A Japanese favorite dagashi-ya 駄菓子屋 (Cheap Sweets Store) is also one that you can find lining up in the Nakamise. You can find candies, sweets, biscuits, cookies, toys, accessories, and sometimes classic game machines inside the store. Sweets are sold as cheap as 10 JPY. No wonder it is everyone’s favorite too.
Also, many dango (Japanese dumpling) in a variety of sweet paste is everywhere. Unusual flavors that you can’t find in some places are sakura (cherry blossom), lemon, kuro-goma (black sesame), matcha (green tea) and anko (red beans).
Lastly, on the final destination of the journey, at the end of the Nakamise lies the Taishakuten Temple’s Gate.

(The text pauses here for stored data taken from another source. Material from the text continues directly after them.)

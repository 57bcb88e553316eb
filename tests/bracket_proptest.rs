//! Property-based tests for bracket math using proptest.

use proptest::prelude::*;
use std::collections::HashSet;

use pong_backend::player::PlayerId;
use pong_backend::tournament::SlotResult;
use pong_backend::tournament::bracket::{pair_entrants, resolve_round};

// Strategy to generate a power-of-two list of distinct entrants in random
// seed order.
fn entrants_strategy() -> impl Strategy<Value = Vec<PlayerId>> {
    prop::sample::select(vec![2usize, 4, 8])
        .prop_flat_map(|size| {
            prop::collection::hash_set(1i64..1000, size).prop_map(|ids| {
                let entrants: Vec<PlayerId> = ids.into_iter().collect();
                entrants
            })
        })
        .prop_shuffle()
}

// Strategy for a full, untied result set over `slots` games, in shuffled
// submission order.
fn results_strategy(slots: usize) -> impl Strategy<Value = Vec<SlotResult>> {
    prop::collection::vec((0u32..10, 0u32..10), slots)
        .prop_map(|scores| {
            scores
                .into_iter()
                .enumerate()
                .map(|(slot, (a, b))| SlotResult {
                    slot,
                    // Nudge ties apart; elimination results are never equal.
                    player_a_score: if a == b { a + 1 } else { a },
                    player_b_score: b,
                })
                .collect::<Vec<_>>()
        })
        .prop_shuffle()
}

proptest! {
    #[test]
    fn pairing_preserves_seed_order(entrants in entrants_strategy()) {
        let pairs = pair_entrants(&entrants);
        prop_assert_eq!(pairs.len(), entrants.len() / 2);

        let flattened: Vec<PlayerId> = pairs
            .iter()
            .flat_map(|&(a, b)| [a, b])
            .collect();
        prop_assert_eq!(flattened, entrants);
    }

    #[test]
    fn resolved_winners_took_the_higher_score(
        (entrants, results) in entrants_strategy()
            .prop_flat_map(|e| {
                let slots = e.len() / 2;
                (Just(e), results_strategy(slots))
            })
    ) {
        let resolved = resolve_round(&entrants, &results).unwrap();
        prop_assert_eq!(resolved.len(), entrants.len() / 2);

        let entrant_set: HashSet<PlayerId> = entrants.iter().copied().collect();
        for (slot, item) in resolved.iter().enumerate() {
            // Slot order restored regardless of submission order.
            prop_assert_eq!(item.slot, slot);
            prop_assert_ne!(item.player_a_score, item.player_b_score);

            let expected = if item.player_a_score > item.player_b_score {
                item.player_a
            } else {
                item.player_b
            };
            prop_assert_eq!(item.winner, expected);
            prop_assert!(entrant_set.contains(&item.winner));
        }
    }

    #[test]
    fn winners_halve_until_a_champion_remains(entrants in entrants_strategy()) {
        // Walk a whole bracket: lower-indexed entrant always wins 5-2.
        let mut field = entrants.clone();
        let mut games_played = 0;
        while field.len() > 1 {
            let results: Vec<SlotResult> = (0..field.len() / 2)
                .map(|slot| SlotResult {
                    slot,
                    player_a_score: 5,
                    player_b_score: 2,
                })
                .collect();
            let resolved = resolve_round(&field, &results).unwrap();
            games_played += resolved.len();
            field = resolved.iter().map(|r| r.winner).collect();
        }

        // A capacity-C single elimination runs exactly C - 1 games.
        prop_assert_eq!(games_played, entrants.len() - 1);
        prop_assert_eq!(field.len(), 1);
        prop_assert_eq!(field[0], entrants[0]);
    }
}
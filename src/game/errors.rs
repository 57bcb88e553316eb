//! Game record error types.

use thiserror::Error;

use super::models::{GameId, GameState};
use crate::errors::ErrorKind;
use crate::player::PlayerId;
use crate::store::StoreError;

/// Game record errors.
#[derive(Debug, Error)]
pub enum GameError {
    /// Game not found
    #[error("game not found: {0}")]
    NotFound(GameId),

    /// Referenced player not found
    #[error("player not found: {0}")]
    PlayerNotFound(PlayerId),

    /// Creation request names a player that does not exist
    #[error("no such player: {0}")]
    UnknownPlayer(PlayerId),

    /// Both sides of the match are the same player
    #[error("player {0} cannot play against themselves")]
    SelfMatch(PlayerId),

    /// The game is already settled and rejects all mutation
    #[error("game is already {0}")]
    AlreadySettled(GameState),

    /// The requested transition would move the state backwards
    #[error("cannot move game from {from} back to {to}")]
    BackwardTransition { from: GameState, to: GameState },

    /// A finished game needs strictly unequal scores
    #[error("finished game cannot end in a tie ({0}-{0})")]
    TiedScore(u32),

    /// Storage failure
    #[error(transparent)]
    Store(#[from] StoreError),
}

impl GameError {
    /// Classification for the transport boundary.
    pub fn kind(&self) -> ErrorKind {
        match self {
            GameError::NotFound(_) | GameError::PlayerNotFound(_) => ErrorKind::NotFound,
            GameError::UnknownPlayer(_) | GameError::SelfMatch(_) | GameError::TiedScore(_) => {
                ErrorKind::InvalidArgument
            }
            GameError::AlreadySettled(_) | GameError::BackwardTransition { .. } => {
                ErrorKind::Conflict
            }
            GameError::Store(_) => ErrorKind::Unavailable,
        }
    }
}

/// Result type for game operations.
pub type GameResult<T> = Result<T, GameError>;
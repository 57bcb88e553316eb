//! Tournament lifecycle and bracket management.
//!
//! This module owns the core state machine:
//! - Tournament creation and participant admission
//! - Single-elimination bracket generation over power-of-two capacities
//! - Round advancement as game results arrive
//! - Cancellation, aborting any unfinished bracket games
//!
//! ## Example
//!
//! ```no_run
//! use pong_backend::tournament::CreateTournament;
//! use pong_backend::Engine;
//!
//! #[tokio::main]
//! async fn main() -> Result<(), Box<dyn std::error::Error>> {
//!     let engine = Engine::in_memory();
//!
//!     for id in 1..=4 {
//!         engine.players.register(id, None, None).await?;
//!     }
//!
//!     let tournament = engine
//!         .tournaments
//!         .create(CreateTournament {
//!             capacity: 4,
//!             configuration: serde_json::json!({ "points_to_win": 5 }),
//!             players: vec![1, 2],
//!             created_by: Some(1),
//!         })
//!         .await?;
//!     println!("created tournament: {}", tournament.id);
//!
//!     Ok(())
//! }
//! ```

pub mod bracket;
pub mod errors;
pub mod manager;
pub mod models;

pub use errors::{TournamentError, TournamentResult};
pub use manager::TournamentManager;
pub use models::{
    CreateTournament, Round, SlotResult, SUPPORTED_CAPACITIES, Tournament, TournamentId,
    TournamentState,
};
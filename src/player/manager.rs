//! Player registry: registration, lookup, profile edits, guarded deletion.

use std::sync::Arc;

use super::errors::{PlayerError, PlayerResult};
use super::models::{Player, PlayerId, PlayerUpdate};
use crate::locks::EntityLocks;
use crate::store::EngineStore;

/// Player registry manager.
///
/// Shares its per-player lock registry with the game settlement path, so a
/// direct counter edit can never interleave with a finishing game.
#[derive(Clone)]
pub struct PlayerManager {
    store: Arc<dyn EngineStore>,
    locks: Arc<EntityLocks<PlayerId>>,
}

impl PlayerManager {
    pub fn new(store: Arc<dyn EngineStore>, locks: Arc<EntityLocks<PlayerId>>) -> Self {
        Self { store, locks }
    }

    /// Register a player under an externally issued id.
    ///
    /// The alias defaults to `player-{id}` and the configuration to an empty
    /// object when the boundary supplies neither.
    pub async fn register(
        &self,
        id: PlayerId,
        alias: Option<String>,
        configuration: Option<serde_json::Value>,
    ) -> PlayerResult<Player> {
        let _guard = self.locks.acquire(id).await;

        if self.store.find_player(id).await?.is_some() {
            return Err(PlayerError::AlreadyRegistered(id));
        }

        let player = Player::new(
            id,
            alias.unwrap_or_else(|| format!("player-{id}")),
            configuration.unwrap_or_else(|| serde_json::json!({})),
        );
        self.store.insert_player(&player).await?;

        log::info!("registered player {} ({})", player.id, player.alias);
        Ok(player)
    }

    /// Look up a player by id.
    pub async fn get(&self, id: PlayerId) -> PlayerResult<Player> {
        self.store
            .find_player(id)
            .await?
            .ok_or(PlayerError::NotFound(id))
    }

    /// Apply a partial profile update.
    pub async fn update(&self, id: PlayerId, update: PlayerUpdate) -> PlayerResult<Player> {
        let _guard = self.locks.acquire(id).await;

        let mut player = self
            .store
            .find_player(id)
            .await?
            .ok_or(PlayerError::NotFound(id))?;
        update.apply(&mut player);
        self.store.save_player(&player).await?;

        Ok(player)
    }

    /// Remove a player.
    ///
    /// Refused while the player is a participant of any tournament in a
    /// non-terminal state; finished tournaments keep referencing the id for
    /// history, which does not block removal.
    pub async fn remove(&self, id: PlayerId) -> PlayerResult<()> {
        let _guard = self.locks.acquire(id).await;

        if self.store.find_player(id).await?.is_none() {
            return Err(PlayerError::NotFound(id));
        }

        for tournament in self.store.list_tournaments().await? {
            if !tournament.state.is_terminal() && tournament.participants.contains(&id) {
                return Err(PlayerError::ActiveTournament {
                    player: id,
                    tournament: tournament.id,
                });
            }
        }

        self.store.delete_player(id).await?;
        log::info!("removed player {id}");
        Ok(())
    }
}
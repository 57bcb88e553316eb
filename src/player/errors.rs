//! Player registry error types.

use thiserror::Error;

use super::models::PlayerId;
use crate::errors::ErrorKind;
use crate::store::StoreError;
use crate::tournament::TournamentId;

/// Player registry errors.
#[derive(Debug, Error)]
pub enum PlayerError {
    /// Player not found
    #[error("player not found: {0}")]
    NotFound(PlayerId),

    /// Player id already registered
    #[error("player {0} is already registered")]
    AlreadyRegistered(PlayerId),

    /// Player is referenced by a tournament that is still running
    #[error("player {player} is a participant of active tournament {tournament}")]
    ActiveTournament {
        player: PlayerId,
        tournament: TournamentId,
    },

    /// Storage failure
    #[error(transparent)]
    Store(#[from] StoreError),
}

impl PlayerError {
    /// Classification for the transport boundary.
    pub fn kind(&self) -> ErrorKind {
        match self {
            PlayerError::NotFound(_) => ErrorKind::NotFound,
            PlayerError::AlreadyRegistered(_) => ErrorKind::Conflict,
            PlayerError::ActiveTournament { .. } => ErrorKind::Conflict,
            PlayerError::Store(_) => ErrorKind::Unavailable,
        }
    }
}

/// Result type for player operations.
pub type PlayerResult<T> = Result<T, PlayerError>;
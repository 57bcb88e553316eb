//! Shared error taxonomy for the transport boundary.
//!
//! Every domain error in this crate maps onto one of four kinds via its
//! `kind()` method. The transport layer translates kinds to wire statuses
//! (404/400/409/503); that mapping lives outside this crate.

use serde::{Deserialize, Serialize};

/// Coarse error classification surfaced to the caller.
#[derive(Debug, Clone, Copy, PartialEq, Eq, Serialize, Deserialize)]
pub enum ErrorKind {
    /// A referenced entity does not exist.
    NotFound,
    /// The request is malformed or semantically impossible.
    InvalidArgument,
    /// The request is valid in isolation but incompatible with current entity state.
    Conflict,
    /// The injected store failed; the entity state is unknown.
    Unavailable,
}

impl std::fmt::Display for ErrorKind {
    fn fmt(&self, f: &mut std::fmt::Formatter<'_>) -> std::fmt::Result {
        let name = match self {
            ErrorKind::NotFound => "not_found",
            ErrorKind::InvalidArgument => "invalid_argument",
            ErrorKind::Conflict => "conflict",
            ErrorKind::Unavailable => "unavailable",
        };
        write!(f, "{name}")
    }
}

It is made of carved woods built about a hundred years ago. Taishakuten Temple is one the sacred temples around Tokyo and considered also a Power Spot. Many will come to the place for prayers.
There are also lots of things that you can do around Shibamata like the Yagiri-no-watashi ferry landing but it is usually closed in the cold season. Also, dress shops and some bakeries are available too. The next time that you want to escape from Tokyo’s blinding lights and hassle, Shibamata might be one of your finest choices.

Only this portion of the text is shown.